What’s the relationship of risk-reducing surgery and menopause?
“Well, we know that if you do take out the ovaries, you’re going to be menopausal. So, we’re actually reducing the number of steroid hormones, namely estrogen and progesterone, which are usually produced by the ovary. These hormones actually perform certain functions in the rest of the body. Estrogen, for example, is actually a very primitive hormone; it’s been in our evolution an awfully long time and even little tiny multicellular organisms seem to produce estrogen. Without it, we get menopausal symptoms, hot flushes, vaginal dryness, headaches, insomnia, and it affects the bone. It can cause osteoporosis, affect the heart and if you actually have premature menopause, you have an increased risk of myocardial infarction [a heart attack] before the age of 50. It seems to affect cognitive function as well.”

After surgery do you recommend taking hormone replacement therapy?
“For people who don’t have a personal history of cancer, but they have the BRCA mutation we would certainly recommend hormone replacement therapy, at least to the natural age of menopause, which is about 51. If women have had triple-negative breast cancer, it’s unlikely to be affected by estrogen. However, I think there’s probably a lot of advantages to taking hormone replacement therapy for those people too. With the BRCA mutation, if you were going to take hormone replacement therapy, it would slightly increase your risk of breast cancer. The good thing about hormone replacement therapies is they can make menopausal symptoms more tolerable. It may not remove them entirely, but it should be making them more tolerable.”

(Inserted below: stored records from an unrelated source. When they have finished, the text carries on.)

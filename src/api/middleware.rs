//! API middleware
//!
//! Contains:
//! - Shared application state
//! - The JSON error envelope and its mapping from service errors
//! - API version negotiation for the `/api/{version}` prefix

use axum::{
    extract::{rejection::JsonRejection, Path, Request, State},
    http::StatusCode,
    middleware::Next,
    response::{IntoResponse, Response},
    Json,
};
use serde::{Deserialize, Serialize};
use std::sync::Arc;

use crate::config::Config;
use crate::db::repositories::{
    SqlxAuthorRepository, SqlxCommentRepository, SqlxNewsRepository, SqlxTagRepository,
};
use crate::db::Database;
use crate::services::{
    AuthorService, CommentService, NewsService, ServiceError, ServiceErrorCode, TagService,
};

/// Application state containing shared services
#[derive(Clone)]
pub struct AppState {
    pub db: Database,
    pub news_service: Arc<NewsService>,
    pub author_service: Arc<AuthorService>,
    pub tag_service: Arc<TagService>,
    pub comment_service: Arc<CommentService>,
    pub config: Arc<Config>,
}

impl AppState {
    /// Wire the SQLx repositories into the services
    pub fn new(db: Database, config: Config) -> Self {
        let news_repo = SqlxNewsRepository::boxed();
        let author_repo = SqlxAuthorRepository::boxed();
        let tag_repo = SqlxTagRepository::boxed();
        let comment_repo = SqlxCommentRepository::boxed();

        Self {
            news_service: Arc::new(NewsService::new(
                db.clone(),
                news_repo.clone(),
                author_repo.clone(),
                tag_repo.clone(),
                comment_repo.clone(),
            )),
            author_service: Arc::new(AuthorService::new(db.clone(), author_repo)),
            tag_service: Arc::new(TagService::new(db.clone(), tag_repo, news_repo.clone())),
            comment_service: Arc::new(CommentService::new(db.clone(), comment_repo, news_repo)),
            config: Arc::new(config),
            db,
        }
    }
}

/// Error response for API errors
#[derive(Debug, Serialize, Deserialize)]
pub struct ApiError {
    pub error: ApiErrorDetail,
}

#[derive(Debug, Serialize, Deserialize)]
pub struct ApiErrorDetail {
    pub code: String,
    pub message: String,
    #[serde(skip_serializing_if = "Option::is_none")]
    pub details: Option<serde_json::Value>,
}

impl ApiError {
    pub fn new(code: ServiceErrorCode, message: impl Into<String>) -> Self {
        Self {
            error: ApiErrorDetail {
                code: code.code().to_string(),
                message: message.into(),
                details: None,
            },
        }
    }

    pub fn with_details(
        code: ServiceErrorCode,
        message: impl Into<String>,
        details: serde_json::Value,
    ) -> Self {
        Self {
            error: ApiErrorDetail {
                code: code.code().to_string(),
                message: message.into(),
                details: Some(details),
            },
        }
    }

    pub fn version_not_supported() -> Self {
        Self::new(
            ServiceErrorCode::ApiVersionNotSupported,
            ServiceErrorCode::ApiVersionNotSupported.default_message(),
        )
    }

    pub fn internal_error() -> Self {
        Self::new(
            ServiceErrorCode::Unexpected,
            ServiceErrorCode::Unexpected.default_message(),
        )
    }

    /// HTTP status for the error code carried in the body
    pub fn status(&self) -> StatusCode {
        match self.error.code.as_str() {
            "000001" | "000002" | "000003" | "000004" | "000005" | "000014" => {
                StatusCode::NOT_FOUND
            }
            "000013" | "000015" | "000016" => StatusCode::BAD_REQUEST,
            "000021" | "000031" | "000041" | "000051" => StatusCode::CONFLICT,
            _ => StatusCode::INTERNAL_SERVER_ERROR,
        }
    }
}

impl IntoResponse for ApiError {
    fn into_response(self) -> Response {
        (self.status(), Json(self)).into_response()
    }
}

impl From<ServiceError> for ApiError {
    fn from(err: ServiceError) -> Self {
        match err {
            ServiceError::NotFound { code, message } | ServiceError::Conflict { code, message } => {
                Self::new(code, message)
            }
            ServiceError::ValidationFailed(ref fields) => {
                let details = serde_json::to_value(fields).unwrap_or_default();
                Self::with_details(ServiceErrorCode::Validation, err.to_string(), details)
            }
            ServiceError::InvalidArgument(e) => {
                Self::new(ServiceErrorCode::InvalidArgument, e.to_string())
            }
            ServiceError::InternalError(e) => {
                tracing::error!("Unexpected error: {:#}", e);
                Self::internal_error()
            }
        }
    }
}

impl From<JsonRejection> for ApiError {
    fn from(rejection: JsonRejection) -> Self {
        tracing::debug!("Rejected request body: {}", rejection.body_text());
        Self::new(ServiceErrorCode::Validation, rejection.body_text())
    }
}

/// API version accepted for the current request
#[derive(Debug, Clone, Copy, PartialEq, Eq)]
pub struct ApiVersion(pub u32);

impl ApiVersion {
    /// Parse a `v<N>` path segment
    pub fn parse(segment: &str) -> Option<Self> {
        segment
            .strip_prefix('v')
            .or_else(|| segment.strip_prefix('V'))
            .filter(|n| !n.is_empty() && n.chars().all(|c| c.is_ascii_digit()))
            .and_then(|n| n.parse().ok())
            .map(Self)
    }
}

#[derive(Debug, Deserialize)]
pub struct VersionPath {
    pub version: String,
}

/// Reject unsupported API versions and record the accepted one
pub async fn api_version(
    State(state): State<AppState>,
    Path(path): Path<VersionPath>,
    mut request: Request,
    next: Next,
) -> Result<Response, ApiError> {
    let version = ApiVersion::parse(&path.version)
        .filter(|v| state.config.api.supports(v.0))
        .ok_or_else(|| {
            tracing::debug!("Rejected API version segment {}", path.version);
            ApiError::version_not_supported()
        })?;

    request.extensions_mut().insert(version);
    Ok(next.run(request).await)
}

#[cfg(test)]
mod tests {
    use super::*;
    use crate::search::SearchError;
    use crate::services::FieldError;

    #[test]
    fn test_parse_version_segment() {
        assert_eq!(ApiVersion::parse("v1"), Some(ApiVersion(1)));
        assert_eq!(ApiVersion::parse("V2"), Some(ApiVersion(2)));
        assert_eq!(ApiVersion::parse("v"), None);
        assert_eq!(ApiVersion::parse("1"), None);
        assert_eq!(ApiVersion::parse("v1.5"), None);
        assert_eq!(ApiVersion::parse("v-1"), None);
    }

    #[test]
    fn test_status_per_error_kind() {
        let not_found: ApiError =
            ServiceError::not_found(ServiceErrorCode::TagIdDoesNotExist, 1).into();
        assert_eq!(not_found.status(), StatusCode::NOT_FOUND);
        assert_eq!(not_found.error.code, "000003");

        let conflict: ApiError =
            ServiceError::conflict(ServiceErrorCode::NewsConflict, "taken").into();
        assert_eq!(conflict.status(), StatusCode::CONFLICT);

        let invalid: ApiError =
            ServiceError::from(SearchError::UnknownOperator("ALMOST".into())).into();
        assert_eq!(invalid.status(), StatusCode::BAD_REQUEST);
        assert_eq!(invalid.error.code, "000015");

        let internal: ApiError = ServiceError::from(anyhow::anyhow!("boom")).into();
        assert_eq!(internal.status(), StatusCode::INTERNAL_SERVER_ERROR);
        assert_eq!(internal.error.message, "Unexpected error happened on server.");

        assert_eq!(
            ApiError::version_not_supported().status(),
            StatusCode::BAD_REQUEST
        );
    }

    #[test]
    fn test_validation_error_carries_fields() {
        let err: ApiError = ServiceError::ValidationFailed(vec![FieldError {
            field: "title".into(),
            message: "must not be blank".into(),
        }])
        .into();

        assert_eq!(err.status(), StatusCode::BAD_REQUEST);
        let details = err.error.details.unwrap();
        assert_eq!(details[0]["field"], "title");
    }
}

How does hormone replacement therapy affect women sexually?
“There’s certainly improved sexual function with the use of HRT. It’s something that we often feel a little bit awkward talking about with our patients but it’s something that we really need to address. There’s no doubt that there is an element of sexual dysfunction after risk-reducing surgery, and what I mean by that is a decreased frequency of sex alone, especially with vaginal dryness. I guess the good news is that these things are all significantly helped with the use of hormone replacement therapy. To quantify the degree of sexual dysfunction that this surgery can cause, a study found up to 77% of people noted some element of sexual dysfunction with risk-reducing surgery, with up to 30% of those cases being classified as severe.  And it’s something you should be raising with your doctors when you come to making that decision about when you should be having a risk-reducing surgery.”

 What is the standard age that you would recommend having ovaries removed?
“So, with a person with a BRC1 mutation, we’re generally looking at a risk-reducing surgery somewhere between 35 and 40 years of age. Having said that, unfortunately, I have seen women with BCRA 1 mutation with ovarian cancer below the age of 35. It can happen. The majority are a little bit older than that, but essentially, when you have a BRCA mutation, you should be thinking about surgery. And, you know, I wouldn’t make that decision too soon. You want to wait a little while to make sure you’re absolutely certain because taking your ovaries and tubes out is final. You obviously can’t reverse this surgery.”